Biographical details
- Born: February 12, 1938 Lodi, Ohio, U.S.
- Died: January 4, 2026 (aged 87) Ravenna, Ohio, U.S.
- Education: Wadsworth HS (OH)

Playing career

Football
- 1958–1959: Wooster

Coaching career (HC unless noted)

Football
- 1960: Wadsworth HS (OH) (assistant)
- 1961–1963: Elyria HS (OH) (assistant)
- 1964: Copley HS (OH)
- 1965–1972: Akron (assistant)
- 1973–1985: Akron
- 1995–2012: Walsh

Baseball
- 1961–1963: Elyria HS (OH)
- 1966: Akron

Administrative career (AD unless noted)
- 1986–1993: Akron
- 1993–2007: Walsh

Head coaching record
- Overall: 199–139–2 (college football); 9–0 (high school football); 4–12 (college baseball);
- Tournaments: Football; 2–1 (NCAA D-II playoffs); 0–1 (NCAA D-I-AA playoffs); 0–1 (NAIA playoffs);

Accomplishments and honors

Awards
- Football; AFCA College Division COY (1976); OVC Coach of the Year (1982);

= Jim Dennison =

American coach (1938–2026)

James Leo Dennison (February 12, 1938 – January 4, 2026) was an American college football and baseball coach and college athletics administrator. From 1994 to 2012, he served as the head football coach at Walsh University in North Canton, Ohio. From 1973 to 1985, he was the head football coach at the University of Akron. He was also the head baseball coach at Akron in 1966. He served as the athletic director at Akron (1986–1993) and Walsh (1993–2007). Dennison played college football and college baseball at the College of Wooster, from which he graduated in 1960.

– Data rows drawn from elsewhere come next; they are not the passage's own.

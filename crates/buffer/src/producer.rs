//! The buffer producer interface (spec §4.7: "`Enqueue(msg) error` plus
//! backpressure on full").

use crate::error::BufferError;
use async_trait::async_trait;
use hermod_message::Message;

/// Accepts messages from the source reader and hands them to the
/// dispatch loop.
#[async_trait]
pub trait Producer: Send + Sync {
    /// Enqueue a message, waiting for room if the buffer is full (spec
    /// §4.7: this is the suspension point the `block` backpressure
    /// strategy relies on).
    async fn enqueue(&self, msg: Message) -> Result<(), BufferError>;

    /// Enqueue without waiting; returns [`BufferError::Full`] immediately
    /// if there is no room. Used by the `drop`/`sample` backpressure
    /// strategies, which must never suspend the reader.
    fn try_enqueue(&self, msg: Message) -> Result<(), BufferError>;

    /// Remove and return the next message, waiting if the buffer is
    /// empty. Returns `None` once the buffer is closed and drained.
    async fn dequeue(&self) -> Option<Message>;

    /// Signal that no further messages will be enqueued; wakes any
    /// pending `dequeue` calls once the buffer drains (spec §4.5
    /// "Graceful: ... buffer drains").
    fn close(&self);
}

==Early life and education==
James Leo Dennison was born in Lodi, Ohio, on February 5, 1938, to Leo and Lola Dennison. Dennison attended Wadsworth High School where he was an All-Metro League player in basketball, baseball, and football. He graduated from Wadsworth in 1956, and went on to attend the College of Wooster. He graduated in 1960 with a Bachelor of Education degree, after winning the Most Valuable Senior Athlete award for his work on the baseball and football teams that same year. He went on to receive his Master's in Physical Education from the University of Akron later in his career, circa 1969.

==Coaching career==
After graduation, Dennison got his start coaching at his alma mater, Wadsworth High School, in 1960. The following year, he began a three-year stint with Elyria High School where he would compile a 54–16 record as head baseball coach. He also served as an assistant coach of football during this time. In June 1964 Dennison moved to Copley High School to become the head coach of the football team. The Copley Indians proceeded to go on what the Akron Beacon Journal referred to as a "warpath", going undefeated 9–0 on the season. He was named the Suburban League Coach of the Year for his efforts with the team.

===University of Akron (1965–1993)===
Dennison was hired as an assistant football coach in 1965 for the Akron Zips, focusing on the offensive backfield. During his time with Akron, Dennison had a good working relationship with Gordon K. Larson, the head coach of the football team and athletics director. This led to his promotion in 1969 to assistant head coach, working directly with Larson. In 1966, Dennison was named the head coach of the baseball team. He boasted a 4–12 record with the team. Akron baseball star Jim DiLauro was hired the following season.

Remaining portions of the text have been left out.